# What to do:
Only the lines below, from the one with "assert!(err.source().is_some());" through the one with "let previous = self.last.as_ref().map(|last|", are to be written out, exactly.

# Task inputs:
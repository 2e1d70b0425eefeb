//! Seconds-left ticker for the current code and the color it is shown in.

use std::fmt;
use tokio::time::{self, Duration, Instant, Interval, MissedTickBehavior};

/// Resolution of the countdown.
pub const TICK: Duration = Duration::from_secs(1);

/// Denominator of the color ratio. Fixed, independent of the validity the
/// backend sends with each code.
pub const COLOR_TOTAL_SECONDS: u64 = 30;

#[derive(Clone, Copy, Debug, PartialEq, Eq)]
pub enum CountdownColor {
    Green,
    Yellow,
    Red,
}

impl CountdownColor {
    pub fn hex(self) -> &'static str {
        match self {
            CountdownColor::Green => "#22c55e",
            CountdownColor::Yellow => "#eab308",
            CountdownColor::Red => "#ef4444",
        }
    }

    pub fn rgb(self) -> (u8, u8, u8) {
        match self {
            CountdownColor::Green => (0x22, 0xc5, 0x5e),
            CountdownColor::Yellow => (0xea, 0xb3, 0x08),
            CountdownColor::Red => (0xef, 0x44, 0x44),
        }
    }
}

impl fmt::Display for CountdownColor {
    fn fmt(&self, f: &mut fmt::Formatter) -> fmt::Result {
        write!(f, "{}", self.hex())
    }
}

/// Maps `remaining / total` to a color: above 0.6 green, above 0.3 yellow,
/// red otherwise. Compared in integers so the 0.6 and 0.3 boundaries are exact.
pub fn color_for(remaining: u64, total: u64) -> CountdownColor {
    let scaled = remaining.saturating_mul(10);
    if scaled > total.saturating_mul(6) {
        CountdownColor::Green
    } else if scaled > total.saturating_mul(3) {
        CountdownColor::Yellow
    } else {
        CountdownColor::Red
    }
}

pub fn countdown_color(remaining: u64) -> CountdownColor {
    color_for(remaining, COLOR_TOTAL_SECONDS)
}

/// Remaining validity of the displayed code plus the interval that drives it.
///
/// The interval is the only timer the component owns. `start` replaces it,
/// `cancel` drops it, and nothing else can schedule a tick.
#[derive(Debug, Default)]
pub struct Countdown {
    remaining: u64,
    interval: Option<Interval>,
    /// Number of `start` calls so far; identifies the ticks of one run.
    runs: u64,
}

impl Countdown {
    pub fn new() -> Self {
        Self::default()
    }

    /// Restarts the countdown at `seconds`. The first decrement happens one
    /// full tick after this call.
    pub fn start(&mut self, seconds: u64) {
        self.cancel();
        self.remaining = seconds;
        self.runs += 1;

        let mut interval = time::interval_at(Instant::now() + TICK, TICK);
        interval.set_missed_tick_behavior(MissedTickBehavior::Skip);
        self.interval = Some(interval);
    }

    /// Stops ticking. Safe to call when no timer is running.
    pub fn cancel(&mut self) {
        self.interval = None;
    }

    /// Stops ticking and forgets the remaining time.
    pub fn reset(&mut self) {
        self.cancel();
        self.remaining = 0;
    }

    pub fn is_running(&self) -> bool {
        self.interval.is_some()
    }

    pub fn remaining(&self) -> u64 {
        self.remaining
    }

    pub fn run(&self) -> u64 {
        self.runs
    }

    pub fn color(&self) -> CountdownColor {
        countdown_color(self.remaining)
    }

    /// Waits for the next tick. Never resolves while no timer is running.
    pub async fn tick(&mut self) {
        match self.interval.as_mut() {
            Some(interval) => {
                interval.tick().await;
            }
            None => std::future::pending().await,
        }
    }

    /// Counts one second down, stopping at zero. Ignored when no timer is running.
    pub fn decrement(&mut self) {
        if self.is_running() {
            self.remaining = self.remaining.saturating_sub(1);
        }
    }
}
//! The OTP component and the pieces it is built from.
//!
//! An [`OtpComponent`] requests codes from the backend over an event stream,
//! keeps the latest one on display and counts down its validity. It owns at
//! most one open stream and one running countdown; starting a new request
//! releases both before anything new is opened.
//!
//! The component does not run itself. A front end drives it by calling
//! [`OtpComponent::generate`], then repeatedly awaiting
//! [`OtpComponent::next_dispatch`] and handing the result to
//! [`OtpComponent::apply`], rendering [`OtpComponent::view`] in between.

pub mod component;
pub mod countdown;
pub mod error;
pub mod otp;
pub mod state;
pub mod view;

pub use component::{Dispatch, OtpComponent};
pub use countdown::CountdownColor;
pub use error::Error;
pub use otp::OtpLength;
pub use state::{Failure, OtpState};
pub use view::OtpView;
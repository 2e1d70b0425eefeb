use crate::otp::{OtpLength, PLACEHOLDER_OTP};

/// Shown after the first code of a generation request arrives.
pub const SUCCESS_MESSAGE: &str = "OTP Generate Successfully!";

/// Why the current generation request ended. Both are terminal: the user has
/// to start a new request.
#[derive(Clone, Copy, Debug, PartialEq, Eq)]
pub enum Failure {
    /// An `otp` event could not be decoded.
    MalformedPayload,
    /// The stream could not be opened, failed, or ended.
    Disconnected,
}

impl Failure {
    pub fn message(self) -> &'static str {
        match self {
            Failure::MalformedPayload => "Data format error from backend.",
            Failure::Disconnected => "Backend disconnected.",
        }
    }
}

/// Status of the component as the user sees it, minus the countdown.
#[derive(Clone, Debug, PartialEq, Eq)]
pub struct OtpState {
    pub otp: String,
    pub selected_length: OtpLength,
    pub loading: bool,
    /// Set once a code arrived during the current request.
    pub generated: bool,
    pub error: Option<String>,
    pub success_message: Option<String>,
}

impl Default for OtpState {
    fn default() -> Self {
        Self::new(OtpLength::default())
    }
}

impl OtpState {
    pub fn new(selected_length: OtpLength) -> Self {
        Self {
            otp: PLACEHOLDER_OTP.to_string(),
            selected_length,
            loading: false,
            generated: false,
            error: None,
            success_message: None,
        }
    }

    /// Clears everything from the previous request and enters the loading phase.
    pub fn begin(&mut self) {
        self.otp = PLACEHOLDER_OTP.to_string();
        self.error = None;
        self.success_message = None;
        self.generated = false;
        self.loading = true;
    }

    /// Shows a freshly received code.
    pub fn accept(&mut self, otp: String) {
        self.otp = otp;
        self.loading = false;
        self.error = None;

        if !self.generated {
            self.success_message = Some(SUCCESS_MESSAGE.to_string());
        }

        self.generated = true;
    }

    pub fn fail(&mut self, failure: Failure) {
        self.error = Some(failure.message().to_string());
        self.success_message = None;
        self.loading = false;
        self.otp = PLACEHOLDER_OTP.to_string();
    }
}
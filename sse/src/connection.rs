use crate::error::{connect_error, Error, ErrorKind};
use crate::message::{Message, StreamEvent};
use eventsource_client::{self as es, Client};
use futures_util::stream::StreamExt;
use log::*;
use tokio::sync::mpsc;
use tokio::task::JoinHandle;
use url::Url;

/// Opens event-stream connections.
///
/// Implementations must return a `Connection` whose channel yields every event
/// of the stream in order and ends with at most one `StreamEvent::Failed`.
pub trait Connector {
    fn connect(&self, url: &Url) -> Result<Connection, Error>;
}

/// An open event stream. Owning the value is owning the connection: closing or
/// dropping it stops the reader and discards anything still queued.
pub struct Connection {
    url: Url,
    events: mpsc::UnboundedReceiver<StreamEvent>,
    reader: Option<JoinHandle<()>>,
}

impl Connection {
    /// Wraps a channel fed by `reader`. Connectors that push events from
    /// elsewhere (tests, in-process sources) pass `None`.
    pub fn new(
        url: Url,
        events: mpsc::UnboundedReceiver<StreamEvent>,
        reader: Option<JoinHandle<()>>,
    ) -> Self {
        Self {
            url,
            events,
            reader,
        }
    }

    pub fn url(&self) -> &Url {
        &self.url
    }

    /// Waits for the next event. A channel that closed without reporting a
    /// failure is treated as a disconnect.
    pub async fn recv(&mut self) -> StreamEvent {
        match self.events.recv().await {
            Some(event) => event,
            None => StreamEvent::Failed("event stream closed".to_string()),
        }
    }

    /// Stops the reader task and closes the channel. Idempotent.
    pub fn close(&mut self) {
        if let Some(reader) = self.reader.take() {
            reader.abort();
            debug!("Closed SSE connection to {}", self.url);
        }
        self.events.close();
    }
}

impl Drop for Connection {
    fn drop(&mut self) {
        self.close();
    }
}

/// Production connector backed by `eventsource-client`, with reconnects
/// disabled so the first transport error ends the stream.
#[derive(Debug, Default, Clone)]
pub struct EventSourceConnector;

impl EventSourceConnector {
    pub fn new() -> Self {
        Self
    }
}

impl Connector for EventSourceConnector {
    fn connect(&self, url: &Url) -> Result<Connection, Error> {
        if !matches!(url.scheme(), "http" | "https") {
            return Err(connect_error(
                ErrorKind::InvalidUrl,
                &format!("unsupported scheme: {}", url.scheme()),
            ));
        }

        let client = es::ClientBuilder::for_url(url.as_str())?
            .reconnect(es::ReconnectOptions::reconnect(false).build())
            .build();

        let (tx, rx) = mpsc::unbounded_channel();
        let label = url.to_string();

        info!("Opening SSE connection to {}", label);

        let handle = tokio::spawn(async move {
            let mut stream = client.stream();

            loop {
                let event = match stream.next().await {
                    Some(Ok(es::SSE::Event(event))) => StreamEvent::Message(Message {
                        event_type: event.event_type,
                        data: event.data,
                    }),
                    Some(Ok(_)) => {
                        // Comments (keep-alive)
                        continue;
                    }
                    Some(Err(e)) => {
                        warn!("SSE error for {}: {}", label, e);
                        StreamEvent::Failed(e.to_string())
                    }
                    None => {
                        debug!("SSE stream ended for {}", label);
                        StreamEvent::Failed("event stream ended".to_string())
                    }
                };

                let terminal = event.is_terminal();
                if tx.send(event).is_err() {
                    debug!("SSE receiver dropped for {}", label);
                    break;
                }
                if terminal {
                    break;
                }
            }
        });

        Ok(Connection::new(url.clone(), rx, Some(handle)))
    }
}
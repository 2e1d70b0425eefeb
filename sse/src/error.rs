//! Error types for the `sse` crate.

use std::error::Error as StdError;
use std::fmt;

/// Error raised while opening an event stream.
/// Holds the error kind and the underlying cause, if any.
#[derive(Debug)]
pub struct Error {
    pub source: Option<Box<dyn StdError + Send + Sync>>,
    pub error_kind: ErrorKind,
}

#[derive(Debug, PartialEq)]
pub enum ErrorKind {
    /// The URL was rejected before any request was made.
    InvalidUrl,
    /// The client could not be set up for the URL.
    Connect,
}

impl fmt::Display for Error {
    fn fmt(&self, f: &mut fmt::Formatter) -> fmt::Result {
        match &self.source {
            Some(source) => write!(f, "SSE error: {:?}: {}", self.error_kind, source),
            None => write!(f, "SSE error: {:?}", self.error_kind),
        }
    }
}

impl StdError for Error {
    fn source(&self) -> Option<&(dyn StdError + 'static)> {
        self.source
            .as_ref()
            .map(|e| e.as_ref() as &(dyn StdError + 'static))
    }
}

impl From<eventsource_client::Error> for Error {
    fn from(err: eventsource_client::Error) -> Self {
        let error_kind = match &err {
            eventsource_client::Error::InvalidParameter(_) => ErrorKind::InvalidUrl,
            _ => ErrorKind::Connect,
        };

        Error {
            source: Some(err.to_string().into()),
            error_kind,
        }
    }
}

/// Helper function to create connection errors.
pub fn connect_error(kind: ErrorKind, message: &str) -> Error {
    Error {
        source: Some(message.to_string().into()),
        error_kind: kind,
    }
}

#[cfg(test)]
mod tests {
    use super::*;

    #[test]
    fn display_includes_kind_and_cause() {
        let err = connect_error(ErrorKind::InvalidUrl, "unsupported scheme: ftp");
        assert_eq!(
            err.to_string(),
            "SSE error: InvalidUrl: unsupported scheme: ftp"
        );
        assert!(err.source().is_some());
    }
}
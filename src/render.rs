use colored::*;
use domain::OtpView;

/// Prints a line whenever the view changes.
#[derive(Default)]
pub struct Renderer {
    last: Option<OtpView>,
}

impl Renderer {
    pub fn new() -> Self {
        Self::default()
    }

    pub fn render(&mut self, view: &OtpView) {
        if self.last.as_ref() == Some(view) {
            return;
        }

        // A new success message is announced once, above the code line.
        let previous = self.last.as_ref().map(|last| &last.success_message);
        if let Some(message) = &view.success_message {
            if previous != Some(&view.success_message) {
                println!("{} {}", "✓".green(), message.green().bold());
            }
        }

        println!("{}", format_view(view));
        self.last = Some(view.clone());
    }
}

pub fn format_view(view: &OtpView) -> String {
    if let Some(error) = &view.error {
        return format!("{} {}", "✗".red(), error.red().bold());
    }

    if view.loading {
        return format!("{} Requesting a {}-digit code...", "→".blue(), view.digits);
    }

    if !view.generated {
        return format!("OTP {}", view.otp.dimmed());
    }

    let (r, g, b) = view.color.rgb();
    format!(
        "OTP {}  {}",
        view.otp.bold(),
        format!("{:>2}s", view.time_left).truecolor(r, g, b)
    )
}
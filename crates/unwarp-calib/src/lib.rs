//! Pinhole camera calibration with Brown-Conrady lens distortion.
//!
//! [`calibrate`] solves intrinsics `(fx, fy, cx, cy)`, distortion
//! `(k1, k2, p1, p2, k3)` and one board pose per view from ordered chessboard
//! corners; [`undistort`] and [`UndistortMap`] apply the resulting
//! [`CalibrationModel`] to images.
//!
//! ```
//! use unwarp_calib::{board_points, calibrate, CalibrationError, CalibrationOptions};
//!
//! let object = board_points(8, 6, 25.0);
//! assert_eq!(object.len(), 48);
//! assert_eq!(
//!     calibrate(&[], &[], (640, 480), &CalibrationOptions::default()),
//!     Err(CalibrationError::NoViews)
//! );
//! ```

mod camera;
mod init;
mod model;
mod solver;
mod undistort;
pub mod synthetic;

pub use camera::{project_point, Distortion, Intrinsics, ViewPose};
pub use model::{CalibrationModel, ModelIoError};
pub use solver::{board_points, calibrate, CalibrationError, CalibrationOptions, CalibrationReport};
pub use undistort::{undistort, undistort_points, UndistortError, UndistortMap, UndistortOptions};
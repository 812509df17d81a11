//! Chessboard inner-corner detector built on top of `unwarp-core`.
//!
//! ## Quickstart
//!
//! ```
//! use unwarp_chessboard::{ChessboardDetector, ChessboardParams};
//! use unwarp_core::Image;
//!
//! let detector = ChessboardDetector::new(ChessboardParams::default());
//! let blank = Image::filled(64, 48, 1, 128);
//! let corners = detector.detect(&blank.view(), 8, 6);
//! assert!(!corners.found);
//! ```
//!
//! Algorithm:
//! 1. `chess-corners` finds X-junction candidates on the grayscale image,
//!    each with its bright-diagonal orientation; near-duplicates are merged.
//! 2. Each candidate links to at most one neighbor per local grid half-axis
//!    (k-nearest neighbors, orientation and distance gates, mutual edges).
//! 3. BFS over each connected component assigns integer grid coordinates,
//!    following the local axes as they bend under perspective and distortion.
//! 4. A component is accepted only if it fills an `nx x ny` box exactly; it is
//!    then relabeled so that the first corner is top-left in the image.
//! 5. Gradient-orthogonality refinement moves every corner to sub-pixel accuracy.

mod corners;
mod detector;
mod draw;
mod geom;
mod grid_alignment;
mod gridgraph;
mod params;
mod refine;

pub use corners::{find_corners, Corner};
pub use detector::{detect_chessboard, ChessboardDetector};
pub use draw::{draw_corners, draw_line};
pub use params::{ChessParams, ChessboardParams, GridGraphParams, RefineParams};
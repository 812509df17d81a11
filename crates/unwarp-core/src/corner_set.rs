use nalgebra::Point2;
use serde::{Deserialize, Serialize};

/// Address of an inner chessboard corner: `row` in `0..ny`, `col` in `0..nx`.
#[derive(Clone, Copy, Debug, PartialEq, Eq, Hash, Serialize, Deserialize)]
pub struct GridIndex {
    pub row: usize,
    pub col: usize,
}

impl GridIndex {
    pub const fn new(row: usize, col: usize) -> Self {
        Self { row, col }
    }
}

/// Ordered inner corners of one chessboard view.
///
/// Invariants:
/// - `found == false` implies `points` is empty;
/// - `found == true` implies `points.len() == nx * ny`;
/// - `points` is row-major: index `i` is the corner at `col = i % nx`, `row = i / nx`.
///
/// A not-found set must not be fed into calibration or rectification.
#[derive(Clone, Debug, PartialEq, Serialize, Deserialize)]
pub struct CornerSet {
    pub found: bool,
    pub nx: usize,
    pub ny: usize,
    pub points: Vec<Point2<f32>>,
}

impl CornerSet {
    /// Detection outcome for a board that could not be located.
    pub fn not_found(nx: usize, ny: usize) -> Self {
        Self {
            found: false,
            nx,
            ny,
            points: Vec::new(),
        }
    }

    /// Wrap an ordered point list; `None` unless it holds exactly `nx * ny` points.
    pub fn from_points(nx: usize, ny: usize, points: Vec<Point2<f32>>) -> Option<Self> {
        if nx == 0 || ny == 0 || points.len() != nx.checked_mul(ny)? {
            return None;
        }
        Some(Self {
            found: true,
            nx,
            ny,
            points,
        })
    }

    #[inline]
    pub fn len(&self) -> usize {
        self.points.len()
    }

    #[inline]
    pub fn is_empty(&self) -> bool {
        self.points.is_empty()
    }

    /// Flat index of a grid cell, `None` if the cell is outside the grid or the set is empty.
    #[inline]
    pub fn index_of(&self, idx: GridIndex) -> Option<usize> {
        if !self.found || idx.row >= self.ny || idx.col >= self.nx {
            return None;
        }
        Some(idx.row * self.nx + idx.col)
    }

    /// Inverse of [`CornerSet::index_of`].
    #[inline]
    pub fn grid_index(&self, flat: usize) -> Option<GridIndex> {
        if !self.found || flat >= self.points.len() {
            return None;
        }
        Some(GridIndex::new(flat / self.nx, flat % self.nx))
    }

    #[inline]
    pub fn at(&self, idx: GridIndex) -> Option<Point2<f32>> {
        self.points.get(self.index_of(idx)?).copied()
    }

    /// Look up four corners by grid address, in the given order.
    pub fn quad(&self, cells: [GridIndex; 4]) -> Option<[Point2<f32>; 4]> {
        Some([
            self.at(cells[0])?,
            self.at(cells[1])?,
            self.at(cells[2])?,
            self.at(cells[3])?,
        ])
    }

    /// Grid addresses of the outermost inner corners:
    /// top-left, top-right, bottom-left, bottom-right.
    pub fn outer_indices(&self) -> [GridIndex; 4] {
        let last_col = self.nx.saturating_sub(1);
        let last_row = self.ny.saturating_sub(1);
        [
            GridIndex::new(0, 0),
            GridIndex::new(0, last_col),
            GridIndex::new(last_row, 0),
            GridIndex::new(last_row, last_col),
        ]
    }

    /// Pixel positions of [`CornerSet::outer_indices`].
    pub fn outer_quad(&self) -> Option<[Point2<f32>; 4]> {
        self.quad(self.outer_indices())
    }

    /// Iterate `(GridIndex, point)` pairs in storage order.
    pub fn iter_grid(&self) -> impl Iterator<Item = (GridIndex, Point2<f32>)> + '_ {
        let nx = self.nx.max(1);
        self.points
            .iter()
            .enumerate()
            .map(move |(i, &p)| (GridIndex::new(i / nx, i % nx), p))
    }
}

#[cfg(test)]
mod tests {
    use super::*;

    fn grid(nx: usize, ny: usize) -> CornerSet {
        let pts = (0..ny)
            .flat_map(|r| (0..nx).map(move |c| Point2::new(c as f32 * 10.0, r as f32 * 10.0)))
            .collect();
        CornerSet::from_points(nx, ny, pts).expect("complete grid")
    }

    #[test]
    fn row_major_addressing() {
        let set = grid(8, 6);
        assert_eq!(set.index_of(GridIndex::new(0, 7)), Some(7));
        assert_eq!(set.index_of(GridIndex::new(5, 0)), Some(40));
        assert_eq!(set.index_of(GridIndex::new(5, 7)), Some(47));
        assert_eq!(set.index_of(GridIndex::new(6, 0)), None);
        assert_eq!(set.grid_index(41), Some(GridIndex::new(5, 1)));
        assert_eq!(set.at(GridIndex::new(2, 3)), Some(Point2::new(30.0, 20.0)));
    }

    #[test]
    fn outer_quad_matches_flat_corners() {
        let set = grid(8, 6);
        let quad = set.outer_quad().expect("found");
        assert_eq!(quad[0], set.points[0]);
        assert_eq!(quad[1], set.points[7]);
        assert_eq!(quad[2], set.points[40]);
        assert_eq!(quad[3], set.points[47]);
    }

    #[test]
    fn incomplete_or_missing_sets_are_rejected() {
        assert!(CornerSet::from_points(3, 3, vec![Point2::origin(); 8]).is_none());
        let missing = CornerSet::not_found(8, 6);
        assert!(missing.is_empty());
        assert!(missing.outer_quad().is_none());
    }
}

# Expected answer:
        assert!(err.source().is_some());
    }
}
filename src/render.rs
use colored::*;
use domain::OtpView;

/// Prints a line whenever the view changes.
#[derive(Default)]
pub struct Renderer {
    last: Option<OtpView>,
}

impl Renderer {
    pub fn new() -> Self {
        Self::default()
    }

    pub fn render(&mut self, view: &OtpView) {
        if self.last.as_ref() == Some(view) {
            return;
        }

        // A new success message is announced once, above the code line.
        let previous = self.last.as_ref().map(|last| &last.success_message);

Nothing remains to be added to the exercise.